14
votes

I am looking for a document search engine (like Xapian, Whoosh, Lucene, Solr, Sphinx or others) which is capable of searching partial terms.

For example when searching for the term "brit" the search engine should return documents containing either "britney" or "britain" or in general any document containing a word matching r*brit*

Tangentially, I noticed most engines use TF-IDF (Term frequency-Inverse document frequency) or its derivatives which are based on full terms and not partial terms. Are there any other techniques that have been successfully implemented besides TF-IDF for document retrieval?

1
I reccomend that you add a search engine tag to your question, lucene, Xapian, or at least search-engine. Search is a general tag, people that are into search-engines may get tired reading all sorts of weird requests for non search-engine related questions. Good Luck!shellter
Thanks for the suggestion shelter. Added more tags.GeneralBecos
Any reason you have not read the documentation of the various engines.
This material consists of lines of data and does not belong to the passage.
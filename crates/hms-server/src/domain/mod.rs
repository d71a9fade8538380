//! Domain layer for the server: state that belongs to one connected client.
//!
//! Pure data, no I/O.  The server keeps one [`ClientState`] per session and
//! hands it to the packet handlers by mutable reference while holding that
//! session's lock.

pub mod client_state;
Lucene (and therefore Solr) support wildcard searches: wiki.apache.org/lucene-java/…ewh

1 Answers

19
votes

With lucene you would be able to implement this in several ways:

1.) You can use wildcard queries *brit* (You would have to set your query parser to allow leading wild cards)

2.) You can create an additional field containing N-Grams of all the terms. This would result in larger indexes, but would be in many cases faster (search speed).

3.) You can use fuzzy search to handle typing mistakes in the query. e.g. someone typed britnei but wanted to find britney.

For wildcard queries and fuzzy search have a look at the query syntax docs.